→ **Records for the task**
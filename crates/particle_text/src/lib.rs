//! # Particle Text
//!
//! Turns strings into clouds of 3D points that fly in from a scattered
//! start, spring into the shape of the text and shy away from the pointer.
//!
//! ## Features
//!
//! - **Rasterization**: text is drawn off-screen and its ink pixels sampled
//! - **Formation**: spring-damper integration with a decaying spring boost
//! - **Pointer repulsion**: the pointer ray is projected onto a world plane
//! - **Sequential reveal**: points can appear one at a time in glyph order
//! - **Renderer agnostic**: live buffers go to any [`render::PointCloudScene`]
//!
//! ## Quick Start
//!
//! ```rust,no_run
//! use particle_text::prelude::*;
//!
//! fn main() -> Result<(), Box<dyn std::error::Error>> {
//!     let mut scene = HeadlessScene::new();
//!     let mut system = ParticleTextSystem::new();
//!     let title = system.create(ConfigPresets::main_title("HELLO"), &mut scene)?;
//!
//!     let camera = Camera::default();
//!     let projector = PointerProjector::new(120.0);
//!     let mut pointer = PointerState::new();
//!     pointer.move_to(0.1, 0.0);
//!
//!     let context = projector.context(&pointer, &camera);
//!     system.update(title, &context, 1.0 / 60.0, &mut scene)?;
//!     Ok(())
//! }
//! ```

#![warn(missing_docs)]
#![warn(clippy::all, clippy::pedantic, clippy::nursery)]
#![allow(clippy::module_name_repetitions, clippy::similar_names, clippy::too_many_arguments)]

pub mod foundation;
pub mod config;
pub mod text;
pub mod cloud;
pub mod physics;
pub mod input;
pub mod render;

mod system;

pub use system::{ParticleError, ParticleResult, ParticleTextHandle, ParticleTextSystem};

#[cfg(test)]
mod tests;

/// Common imports for crate users
pub mod prelude {
    pub use crate::{
        ParticleError, ParticleResult, ParticleTextHandle, ParticleTextSystem,
        cloud::{Orientation, PointSet, ScatterCenter},
        config::{Config, ConfigError, ConfigPresets, ParticleTextConfig, SceneConfig},
        foundation::{
            math::Vec3,
            time::FrameTimer,
        },
        input::{PointerProjector, PointerState, RepulsionContext},
        physics::{FormationPhase, StepStats},
        render::{Camera, HeadlessScene, PointCloudScene, SceneObjectId},
        text::{load_font_or_fallback, GlyphRenderer, TextRasterizer},
    };
}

→ **Instructions for the task**
From the first line to the last, restate the data above exactly.

→ **Solution for this problem**
filename crates/particle_text/src/lib.rs
//! # Particle Text
//!
//! Turns strings into clouds of 3D points that fly in from a scattered
//! start, spring into the shape of the text and shy away from the pointer.
//!
//! ## Features
//!
//! - **Rasterization**: text is drawn off-screen and its ink pixels sampled
//! - **Formation**: spring-damper integration with a decaying spring boost
//! - **Pointer repulsion**: the pointer ray is projected onto a world plane
//! - **Sequential reveal**: points can appear one at a time in glyph order
//! - **Renderer agnostic**: live buffers go to any [`render::PointCloudScene`]
//!
//! ## Quick Start
//!
//! ```rust,no_run
//! use particle_text::prelude::*;
//!
//! fn main() -> Result<(), Box<dyn std::error::Error>> {
//!     let mut scene = HeadlessScene::new();
//!     let mut system = ParticleTextSystem::new();
//!     let title = system.create(ConfigPresets::main_title("HELLO"), &mut scene)?;
//!
//!     let camera = Camera::default();
//!     let projector = PointerProjector::new(120.0);
//!     let mut pointer = PointerState::new();
//!     pointer.move_to(0.1, 0.0);
//!
//!     let context = projector.context(&pointer, &camera);
//!     system.update(title, &context, 1.0 / 60.0, &mut scene)?;
//!     Ok(())
//! }
//! ```

#![warn(missing_docs)]
#![warn(clippy::all, clippy::pedantic, clippy::nursery)]
#![allow(clippy::module_name_repetitions, clippy::similar_names, clippy::too_many_arguments)]

pub mod foundation;
pub mod config;
pub mod text;
pub mod cloud;
pub mod physics;
pub mod input;
pub mod render;

mod system;

pub use system::{ParticleError, ParticleResult, ParticleTextHandle, ParticleTextSystem};

#[cfg(test)]
mod tests;

/// Common imports for crate users
pub mod prelude {
    pub use crate::{
        ParticleError, ParticleResult, ParticleTextHandle, ParticleTextSystem,
        cloud::{Orientation, PointSet, ScatterCenter},
        config::{Config, ConfigError, ConfigPresets, ParticleTextConfig, SceneConfig},
        foundation::{
            math::Vec3,
            time::FrameTimer,
        },
        input::{PointerProjector, PointerState, RepulsionContext},
        physics::{FormationPhase, StepStats},
        render::{Camera, HeadlessScene, PointCloudScene, SceneObjectId},
        text::{load_font_or_fallback, GlyphRenderer, TextRasterizer},
    };
}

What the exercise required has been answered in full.